Читаем Как это сделано. Темы, приемы, лабиринты сцеплений (сборник статей) полностью

Заутра казнь, привычный пир народу;

«И самовластию бестрепетный ответ»;

«О горе! о безумный сон! Где вольность и закон? Над нами Единый властвует топор <…> Убийцу с палачами Избрали мы в цари. О ужас! о позор!»;

«Гордись и радуйся, поэт: Ты не поник главой послушной Перед позором наших лет; Ты презрел мощного злодея; <…> Твой бич настигнул их, казнил Сих палачей самодержавных; Твой стих свистал по их главам <…> Гордись, гордись, певец; а ты, свирепый зверь, Моей главой играй теперь: Она в твоих когтях <…> Ты всё пигмей, пигмей ничтожный».


3.4. Лермонтов. От Пушкина, всегда значимого для М., ниточки к «Мы живем» тянутся через уже названного Шенье и Лермонтова — автора «Смерти поэта»[57]. Если Пушкин примерял к себе творческую судьбу казненного за стихи Шенье, то Лермонтов оплакивал Пушкина, убитого придворной чернью, и делал это в духе «литературной злости» (формула М.), восходящей к тому же Шенье:

Погиб поэт! — невольник чести — Пал, оклеветанный молвой <…> Вы, жадною толпой стоящие у трона, Свободы, Гения и Славы палачи! <…> Пред вами суд и правда — всё молчи!


3.5. Шенье.
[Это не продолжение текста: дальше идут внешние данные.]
// handlers/core/partition.rs - GET /api/v1/core/partition

use std::sync::Arc;

use axum::{extract::State, Extension};
use serde::Serialize;

use crate::database::partition::{PartitionBackend, PartitionRouter, TenantHandle};
use crate::middleware::{ApiResponse, ApiResult};
use crate::services::TenantScope;

#[derive(Debug, Serialize)]
pub struct PartitionInfo {
    pub tenant_id: i64,
    pub slug: String,
    pub partition: String,
    /// Namespace the tenant's pooled sessions actually resolve names in.
    pub active_namespace: String,
}

/// GET /api/v1/core/partition - which partition serves the caller
///
/// Expected Output:
/// ```json
/// {
///   "success": true,
///   "data": {
///     "tenant_id": 12,
///     "slug": "acme",
///     "partition": "tenant_acme",
///     "active_namespace": "tenant_acme"
///   }
/// }
/// ```
pub async fn partition_info<B: PartitionBackend>(
    State(router): State<Arc<PartitionRouter<B>>>,
    Extension(scope): Extension<TenantScope>,
    Extension(handle): Extension<TenantHandle<B::Pool>>,
) -> ApiResult<PartitionInfo> {
    let active_namespace = router.backend().active_namespace(&handle.pool).await?;

    Ok(ApiResponse::success(PartitionInfo {
        tenant_id: scope.tenant_id,
        slug: scope.slug,
        partition: handle.partition.to_string(),
        active_namespace,
    }))
}
use std::sync::Arc;

use axum::{
    extract::{Request, State},
    middleware::Next,
    response::Response,
};
use tracing::error;

use crate::error::ApiError;
use crate::middleware::auth::SecurityContext;
use crate::services::{GateOutcome, ModuleGate, TenantError};

/// Runs the module gate before dispatch. A granted request carries its
/// [`TenantScope`](crate::services::TenantScope) in the extensions.
///
/// Must be layered outside routing so it sees the full request path.
pub async fn module_access_middleware(
    State(gate): State<Arc<ModuleGate>>,
    mut request: Request,
    next: Next,
) -> Result<Response, ApiError> {
    let path = request.uri().path().to_string();
    let tenant_id = request.extensions().get::<SecurityContext>().map(|c| c.tenant_id);

    match gate.evaluate(&path, tenant_id).await {
        Ok(GateOutcome::Bypass) => Ok(next.run(request).await),
        Ok(GateOutcome::Unauthenticated) => Err(ApiError::unauthorized("Authentication required")),
        Ok(GateOutcome::Granted(scope)) => {
            request.extensions_mut().insert(scope);
            Ok(next.run(request).await)
        }
        Ok(GateOutcome::Denied) => Err(TenantError::ModuleNotGranted.into()),
        Err(e) => {
            error!(path = %path, "Module access check failed: {}", e);
            Err(ApiError::service_unavailable("Access check temporarily unavailable"))
        }
    }
}
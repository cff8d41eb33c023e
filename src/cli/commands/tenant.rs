use clap::Subcommand;
use serde_json::json;

use crate::cli::context::ControlPlane;
use crate::cli::utils::*;
use crate::cli::OutputFormat;
use crate::config::config;
use crate::database::models::plan::PlanType;
use crate::database::models::principal::AdminPrincipal;
use crate::database::models::tenant::{Tenant, TenantProfile, TenantStatus};
use crate::database::{PageRequest, TenantFilter};
use crate::services::{TenantError, TenantService, UsageReport};

/// Operator identity recorded on plan changes made from the command line.
const CLI_INITIATOR: &str = "orgctl";

#[derive(Subcommand)]
pub enum TenantCommands {
    #[command(about = "List tenants")]
    List {
        #[arg(long, help = "Only tenants in this status")]
        status: Option<TenantStatus>,
        #[arg(long, help = "Only tenants on this plan")]
        plan: Option<PlanType>,
        #[arg(long, help = "Match name, slug or contact email")]
        search: Option<String>,
        #[arg(long, help = "Include soft-deleted tenants")]
        include_deleted: bool,
        #[arg(long, default_value_t = 1)]
        page: u32,
        #[arg(long)]
        size: Option<u32>,
    },

    #[command(about = "Show tenant details")]
    Show {
        #[arg(help = "Tenant id or slug")]
        tenant: String,
    },

    #[command(about = "Create a tenant, its partition and its admin principal")]
    Create {
        #[arg(long)]
        name: String,
        #[arg(long)]
        slug: String,
        #[arg(long)]
        contact_email: String,
        #[arg(long)]
        company_name: Option<String>,
        #[arg(long)]
        industry: Option<String>,
        #[arg(long, help = "Plan type (defaults to the configured plan)")]
        plan: Option<PlanType>,
        #[arg(long)]
        admin_username: String,
        #[arg(long)]
        admin_email: String,
        #[arg(long, help = "Pre-computed credential hash for the admin")]
        admin_credential_hash: String,
        #[arg(long, default_value = "Admin")]
        admin_first_name: String,
        #[arg(long, default_value = "User")]
        admin_last_name: String,
    },

    #[command(about = "Change a tenant's plan")]
    Subscribe {
        #[arg(help = "Tenant id or slug")]
        tenant: String,
        #[arg(help = "New plan type")]
        plan: PlanType,
        #[arg(long)]
        reason: Option<String>,
    },

    #[command(about = "Suspend a tenant")]
    Suspend {
        #[arg(help = "Tenant id or slug")]
        tenant: String,
        #[arg(long)]
        reason: Option<String>,
    },

    #[command(about = "Reactivate a tenant")]
    Activate {
        #[arg(help = "Tenant id or slug")]
        tenant: String,
    },

    #[command(about = "Cancel a tenant's subscription")]
    Cancel {
        #[arg(help = "Tenant id or slug")]
        tenant: String,
        #[arg(long)]
        reason: Option<String>,
    },

    #[command(about = "Show quota usage")]
    Usage {
        #[arg(help = "Tenant id or slug")]
        tenant: String,
    },

    #[command(about = "Show subscription history")]
    History {
        #[arg(help = "Tenant id or slug")]
        tenant: String,
    },

    #[command(about = "Soft-delete a tenant and close its connections")]
    Delete {
        #[arg(help = "Tenant id or slug")]
        tenant: String,
    },

    #[command(about = "Restore a soft-deleted tenant")]
    Restore {
        #[arg(help = "Tenant id or slug")]
        tenant: String,
    },
}

pub async fn handle(cmd: TenantCommands, output_format: OutputFormat) -> anyhow::Result<()> {
    let plane = ControlPlane::connect().await?;
    let result = dispatch(&plane.service, cmd, &output_format).await;
    plane.shutdown().await;
    result
}

async fn dispatch(service: &TenantService, cmd: TenantCommands, output_format: &OutputFormat) -> anyhow::Result<()> {
    match cmd {
        TenantCommands::List {
            status,
            plan,
            search,
            include_deleted,
            page,
            size,
        } => {
            let api = &config().api;
            let request = PageRequest::new(page, size.unwrap_or(api.default_page_size), api.max_page_size)
                .map_err(anyhow::Error::msg)?;
            let filter = TenantFilter {
                status,
                plan,
                search,
                include_deleted,
            };
            let page = service.list_tenants(&filter, request).await?;

            if page.items.is_empty() {
                return output_empty_collection(output_format, "tenants", "No tenants found");
            }
            match output_format {
                OutputFormat::Json => output_json("tenants", &page)?,
                OutputFormat::Text => {
                    println!(
                        "{:<6} {:<24} {:<28} {:<10} {:<14} {}",
                        "ID", "SLUG", "NAME", "STATUS", "PLAN", "CREATED"
                    );
                    println!("{}", "-".repeat(100));
                    for tenant in &page.items {
                        let deleted = if tenant.is_deleted() { " (deleted)" } else { "" };
                        println!(
                            "{:<6} {:<24} {:<28} {:<10} {:<14} {}{}",
                            tenant.id,
                            tenant.slug,
                            tenant.name,
                            tenant.status,
                            tenant.plan,
                            tenant.created_at.format("%Y-%m-%d %H:%M"),
                            deleted
                        );
                    }
                    println!("\npage {} of {} ({} tenants)", page.page, page.pages, page.total);
                }
            }
            Ok(())
        }
        TenantCommands::Show { tenant } => {
            let tenant = resolve(service, &tenant).await?;
            match output_format {
                OutputFormat::Json => output_json("tenant", &tenant),
                OutputFormat::Text => {
                    print_tenant(&tenant);
                    Ok(())
                }
            }
        }
        TenantCommands::Create {
            name,
            slug,
            contact_email,
            company_name,
            industry,
            plan,
            admin_username,
            admin_email,
            admin_credential_hash,
            admin_first_name,
            admin_last_name,
        } => {
            let profile = TenantProfile {
                name,
                slug,
                contact_email,
                company_name,
                industry,
                ..TenantProfile::default()
            };
            let admin = AdminPrincipal {
                username: admin_username,
                email: admin_email,
                credential_hash: admin_credential_hash,
                first_name: admin_first_name,
                last_name: admin_last_name,
            };
            let plan = plan.unwrap_or(config().tenancy.default_plan);
            let provisioned = service.create_tenant(profile, admin, plan).await?;

            output_success(
                output_format,
                &format!(
                    "Tenant '{}' created (id {}, {} on {})",
                    provisioned.tenant.slug, provisioned.tenant.id, provisioned.tenant.status, provisioned.tenant.plan
                ),
                Some(json!({
                    "tenant": provisioned.tenant,
                    "admin": provisioned.admin,
                    "roles": provisioned.roles,
                })),
            )
        }
        TenantCommands::Subscribe { tenant, plan, reason } => {
            let tenant = resolve(service, &tenant).await?;
            let update = service
                .update_subscription(tenant.id, plan, reason, Some(CLI_INITIATOR.to_string()))
                .await?;
            output_success(
                output_format,
                &format!(
                    "Tenant '{}' moved from {} to {}",
                    update.tenant.slug, update.history.old_plan, update.history.new_plan
                ),
                Some(json!({ "tenant": update.tenant, "history": update.history })),
            )
        }
        TenantCommands::Suspend { tenant, reason } => {
            let tenant = resolve(service, &tenant).await?;
            let tenant = service.suspend(tenant.id, reason).await?;
            report_status(output_format, &tenant)
        }
        TenantCommands::Activate { tenant } => {
            let tenant = resolve(service, &tenant).await?;
            let tenant = service.activate(tenant.id).await?;
            report_status(output_format, &tenant)
        }
        TenantCommands::Cancel { tenant, reason } => {
            let tenant = resolve(service, &tenant).await?;
            let tenant = service.cancel(tenant.id, reason).await?;
            report_status(output_format, &tenant)
        }
        TenantCommands::Usage { tenant } => {
            let tenant = resolve(service, &tenant).await?;
            let report = service.get_usage(tenant.id).await?;
            match output_format {
                OutputFormat::Json => output_json("usage", &report),
                OutputFormat::Text => {
                    print_usage(&tenant.slug, &report);
                    Ok(())
                }
            }
        }
        TenantCommands::History { tenant } => {
            let tenant = resolve(service, &tenant).await?;
            let history = service.subscription_history(tenant.id).await?;
            if history.is_empty() {
                return output_empty_collection(output_format, "history", "No plan changes recorded");
            }
            match output_format {
                OutputFormat::Json => output_json("history", &history)?,
                OutputFormat::Text => {
                    println!("{:<20} {:<14} {:<14} {:<12} {}", "CHANGED", "FROM", "TO", "BY", "REASON");
                    println!("{}", "-".repeat(80));
                    for entry in &history {
                        println!(
                            "{:<20} {:<14} {:<14} {:<12} {}",
                            entry.changed_at.format("%Y-%m-%d %H:%M"),
                            entry.old_plan,
                            entry.new_plan,
                            or_dash(entry.initiated_by.as_deref()),
                            or_dash(entry.reason.as_deref())
                        );
                    }
                }
            }
            Ok(())
        }
        TenantCommands::Delete { tenant } => {
            let tenant = resolve(service, &tenant).await?;
            let tenant = service.deactivate(tenant.id).await?;
            output_success(
                output_format,
                &format!("Tenant '{}' deleted", tenant.slug),
                Some(json!({ "tenant": tenant })),
            )
        }
        TenantCommands::Restore { tenant } => {
            let tenant = resolve(service, &tenant).await?;
            let tenant = service.restore(tenant.id).await?;
            output_success(
                output_format,
                &format!("Tenant '{}' restored", tenant.slug),
                Some(json!({ "tenant": tenant })),
            )
        }
    }
}

/// Numeric arguments are ids, anything else is a slug.
async fn resolve(service: &TenantService, ident: &str) -> Result<Tenant, TenantError> {
    match ident.trim().parse::<i64>() {
        Ok(id) => service.get_tenant(id).await,
        Err(_) => service.get_tenant_by_slug(ident).await,
    }
}

fn report_status(output_format: &OutputFormat, tenant: &Tenant) -> anyhow::Result<()> {
    output_success(
        output_format,
        &format!("Tenant '{}' is now {}", tenant.slug, tenant.status),
        Some(json!({ "tenant": tenant })),
    )
}

fn print_tenant(tenant: &Tenant) {
    let modules: Vec<&str> = tenant.enabled_modules.iter().map(String::as_str).collect();
    print_fields(&[
        ("ID", tenant.id.to_string()),
        ("Name", tenant.name.clone()),
        ("Slug", tenant.slug.clone()),
        ("Contact", tenant.contact_email.clone()),
        ("Company", or_dash(tenant.company_name.as_deref())),
        ("Status", tenant.status.to_string()),
        ("Plan", tenant.plan.to_string()),
        ("Billing", tenant.billing_cycle.as_str().to_string()),
        ("Trial ends", or_dash(tenant.trial_ends_at.map(|t| t.format("%Y-%m-%d %H:%M")))),
        (
            "Subscription ends",
            or_dash(tenant.subscription_ends_at.map(|t| t.format("%Y-%m-%d %H:%M"))),
        ),
        ("Modules", modules.join(", ")),
        ("Created", tenant.created_at.format("%Y-%m-%d %H:%M").to_string()),
        ("Deleted", or_dash(tenant.deleted_at.map(|t| t.format("%Y-%m-%d %H:%M")))),
    ]);
    if let Some(notes) = tenant.notes.as_deref().filter(|n| !n.is_empty()) {
        println!("\n{}", notes);
    }
}

fn print_usage(slug: &str, report: &UsageReport) {
    println!("Usage for '{}' ({} on {})", slug, report.status, report.plan);
    println!("{:<12} {:>12} {:>12} {:>8}", "RESOURCE", "CURRENT", "LIMIT", "USED %");
    println!("{}", "-".repeat(48));
    for (name, usage) in [
        ("users", &report.users),
        ("employees", &report.employees),
        ("storage_gb", &report.storage),
    ] {
        println!(
            "{:<12} {:>12} {:>12} {:>7.2}%",
            name, usage.current, usage.limit, usage.percentage
        );
    }
}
Андре Шенье входил у М. в обойму особо ценимых[58], и гражданский пафос «Мы живем» во многом вдохновлен его знаменитыми предсмертными антиякобинскими «Ямбами». Сам Шенье присягал обличительной ямбической традиции Архилоха, то называя себя его сыном, то подписываясь Гражданин Архилох Мастигофор (т. е. Биченосец). Кластер мотивов и стратегий, роднящих «Мы живем» с «Ямбами» Шенье, внушителен, но не бросается глаза[59], возможно потому, что мандельштамовская филиппика предстает предельно сжатой, модернизированной и сниженной версией своего архаичного прототипа[60].

В «Ямбах» М. находит: сочетание метатекстуальности с гражданственностью; протест против заглушения голоса правды; заострение собственного словесного оружия в ответ на палаческую риторику и практику режима; готовность пожертвовать жизнью ради торжества справедливости; картины кровавых казней; коллективные портреты вождей террора; изобличение их как монстров, зверья и шайки преступников; использование бранной лексики.

Первые же слова эпиграммы вторят зачину одного из «Ямбов»:

On vit; on vit infâme. Eh bien? il fallut l’être[61] (букв. Мы/люди живем; живем позорно. Что ж? Пришлось так жить [быть такими]), — вдобавок к лексическому совпадению налицо мотив «неприемлемого, но вынужденного образа жизни».

Шенье травмирован тем, что творится со Словом:

он не в силах слушать пафосные речи записного оратора, кстати, прозванного «Анакреоном гильотины» (Oh! que ne puis-je ouïr Barère à la tribune, Gros de pathos et de douleurs!), и других палачей — писак закона (Ces bourreaux barbouilleurs de lois, ср. сталинские указы у М.), тогда как речи критиков едва (tout bas) звучат, а крики жертв не доносятся до Бога (et de tant de victimes Les cris ne montent point vers toi!);

уподобляя себя и сограждан блеющим баранам на бойне, о судьбе которых не пожелает узнать никто (другие бараны, пастухи, собаки…), поэт смиряется с неизбежным забвением (Quand au mouton bêlant la sombre boucherie Ouvre ses cavernes de mort, Pâtres, chiens et moutons, toute la bergerie Ne s’informe plus de son sort <…> J’ai le même destin <…> Accoutumons-nous à l’oubli).